In margine al 14 luglio
di Alessandro Scipioni - 22/07/2014
Fonte: Il giornale del Ribelle
| | |
Come son belle le rivoluzioni democratiche degli ultimi due secoli. E la principessa di tutte è quella che toccò l’incantata terra di Francia, terra che ha dato i natali a parte del mio stesso sangue. Terra dove magicamente la ricerca di uguaglianza, libertà, giustizia sociale hanno portato il sovvertimento dell’ancien régime. E terra che ha eletto una assemblea che non rispondeva ad altro principio se non la propria stessa volontà, che non trovava freni concentrando in se stessa tutto il potere del mondo. Senza una predefinita morale, senza confine o vincolo all’azione degli eletti. E che divenne, ed ancora oggi è simbolo di come una assemblea che accentri in sé ogni potere è più pericolosa, ipoteticamente dispotica ed in linea di principio più crudele del peggiore dei tiranni. Mirabeau lo aveva previsto e voleva mantenere il potere tra il voto dell’assemblea ed il regio assenso. Inizialmente onorato e tumulato con grandi onori, vedrà poi le sue spoglie mortali profanate e gettate nelle fogne. Non ebbero i rivoltosi nemmeno limite di rispettare la morte. Ma della morte, e in specie di quella violenta, fu fervente sostenitrice questa assemblea.
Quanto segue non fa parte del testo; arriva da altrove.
//! services/api/src/web/persistence_task.rs
//!
//! Loads the session collection at startup and mirrors it into the configured
//! `SessionRepository` after every change.

use research_assistant_core::{
    domain::Session, exchange::finalize_interrupted, ports::SessionRepository,
};
use std::sync::Arc;
use tokio::sync::watch;
use tracing::{debug, error, info};

/// Reads the persisted sessions to seed the store.
///
/// A failed load starts the service with an empty collection. Answers that were
/// still generating when the previous process stopped are finalized as failures.
pub async fn restore(repository: &dyn SessionRepository) -> Vec<Session> {
    let mut sessions = match repository.load().await {
        Ok(sessions) => sessions,
        Err(e) => {
            error!("Failed to load sessions, starting empty: {:?}", e);
            return Vec::new();
        }
    };
    let interrupted = finalize_interrupted(&mut sessions);
    info!(
        "Restored {} session(s), {} interrupted answer(s) finalized.",
        sessions.len(),
        interrupted
    );
    sessions
}

/// Saves the latest snapshot each time the store publishes one.
///
/// Bursts of changes collapse into a single write of the newest collection.
/// Failures are logged and the task keeps running. Ends when the store is dropped.
pub async fn persistence_process(
    repository: Arc<dyn SessionRepository>,
    mut changes: watch::Receiver<Vec<Session>>,
) {
    info!("Persistence task started.");
    while changes.changed().await.is_ok() {
        let snapshot = changes.borrow_and_update().clone();
        match repository.save(&snapshot).await {
            Ok(()) => debug!("Persisted {} session(s).", snapshot.len()),
            Err(e) => error!("Failed to persist sessions: {:?}", e),
        }
    }
    info!("Session store closed. Persistence task exiting.");
}

#[cfg(test)]
mod tests {
    use super::*;
    use async_trait::async_trait;
    use research_assistant_core::{
        domain::Message,
        exchange::FAILURE_NOTICE,
        ports::{PortError, PortResult},
        store::SessionStore,
    };
    use std::sync::atomic::{AtomicBool, AtomicUsize, Ordering};
    use std::sync::Mutex as StdMutex;

    #[derive(Default)]
    struct RecordingRepository {
        stored: Option<Vec<Session>>,
        saved: StdMutex<Vec<Vec<Session>>>,
        fail_next: AtomicBool,
        attempts: AtomicUsize,
    }

    #[async_trait]
    impl SessionRepository for RecordingRepository {
        async fn load(&self) -> PortResult<Vec<Session>> {
            self.stored
                .clone()
                .ok_or_else(|| PortError::Unexpected("corrupt sessions file".to_string()))
        }

        async fn save(&self, sessions: &[Session]) -> PortResult<()> {
            self.attempts.fetch_add(1, Ordering::SeqCst);
            if self.fail_next.swap(false, Ordering::SeqCst) {
                return Err(PortError::Unexpected("disk full".to_string()));
            }
            self.saved.lock().unwrap().push(sessions.to_vec());
            Ok(())
        }
    }

    #[tokio::test]
    async fn saves_latest_snapshot_and_survives_failures() {
        let repository = Arc::new(RecordingRepository::default());
        repository.fail_next.store(true, Ordering::SeqCst);
        let store = SessionStore::new(Vec::new());
        let task = tokio::spawn(persistence_process(repository.clone(), store.subscribe()));

        store.update(|sessions| sessions.push(Session::new("first"))).await;
        while repository.attempts.load(Ordering::SeqCst) == 0 {
            tokio::task::yield_now().await;
        }
        store.update(|sessions| sessions.push(Session::new("second"))).await;

        drop(store);
        task.await.unwrap();

        let saved = repository.saved.lock().unwrap();
        let last = saved.last().expect("at least one successful save");
        let titles: Vec<&str> = last.iter().map(|s| s.title.as_str()).collect();
        assert_eq!(titles, vec!["first", "second"]);
    }

    #[tokio::test]
    async fn restore_starts_empty_when_load_fails() {
        let repository = RecordingRepository::default();
        assert!(restore(&repository).await.is_empty());
    }

    #[tokio::test]
    async fn restore_finalizes_answers_left_generating() {
        let mut session = Session::opened_by("left running");
        session.messages.push(Message::user("left running", Vec::new()));
        session
            .messages
            .push(Message::placeholder("Searching the web...", false));
        let repository = RecordingRepository {
            stored: Some(vec![session]),
            ..Default::default()
        };

        let sessions = restore(&repository).await;

        assert_eq!(sessions.len(), 1);
        let last = sessions[0].last_message().unwrap();
        assert!(!last.is_in_progress());
        assert!(last.thinking.is_none());
        assert_eq!(last.content, FAILURE_NOTICE);
    }
}
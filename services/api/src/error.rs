//! services/api/src/error.rs
//!
//! Defines the primary error type for the entire API service.

use crate::config::ConfigError;
use research_assistant_core::ports::PortError;

/// The primary error type for the `api` service.
#[derive(Debug, thiserror::Error)]
pub enum ApiError {
    /// Represents an error that occurred during configuration loading.
    #[error("Configuration error: {0}")]
    Config(#[from] ConfigError),

    /// Represents an error that propagated up from one of the core service ports.
    #[error("Service Port Error: {0}")]
    Port(#[from] PortError),

    /// Represents an error from the underlying database library.
    #[error("Database Error: {0}")]
    Database(#[from] sqlx::Error),

    /// Represents a failure while applying database migrations.
    #[error("Migration Error: {0}")]
    Migration(#[from] sqlx::migrate::MigrateError),

    /// Represents an error related to the WebSocket connection.
    #[error("WebSocket Error: {0}")]
    Websocket(#[from] axum::Error),

    /// Represents a standard Input/Output error (e.g., binding to a network socket).
    #[error("IO error: {0}")]
    Io(#[from] std::io::Error),

    /// A catch-all for any other unexpected errors.
    #[error("An unexpected internal error occurred: {0}")]
    Internal(String),
}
Ed essa stessa finì per divorare chi ne aveva limitato, con una disastrosa, ma magari inconsapevole scelta il potere. Camille Desmoulins vivace ideologo della rivoluzione veniva consegnato insieme all’amata sposa al boia. Ed insieme ad esso cadeva la testa di Jacques Danton che difronte al democratico tribunale creato dai rivoluzionari, che molto più della regia giustizia precedente, mieteva vittime nel popolo francese sconsolato ammetteva : “so che siamo condannati a morte, conosco questo tribunale, sono stato io a crearlo e chiedo perdono a Dio ed agli uomini…non era nelle intenzioni che divenisse un flagello per il genere umano, bensì un appello, un'ultima disperata risorsa per uomini disperati e gonfi di rabbia”. Ben triste esito per chi ambiva alla libertà e trovò nella rivoluzione la vera tirannide.
Ma se la ghigliottina non fu la fine di Jean-Paul Marat, non fu l’aver mandato tanta infinita povera gente a causare il suo assassinio? La mano della sua giustiziera Charlotte Corday non venne armata dalla rabbia nel vedere che mondo stavano costruendo i rivoluzionari, con un ideale di uguaglianza, libertà e fraternità che si concretizzava nell’uccidere chi dissentiva dalla volontà dei governanti? Lo stesso La Fayette, condottiero dei primi rivoluzionari, si salvò dal terrore giacobino solo scegliendo la via dell’esilio. Ma infinito sarebbe l’esercito di piccoli e dimenticati uomini mandati a morte dallo sfrenato fanatismo delle volontà distruttrice di quella rivoluzione che aveva cancellato un odiato regime di privilegi per sostituirvi un terrore assoluto.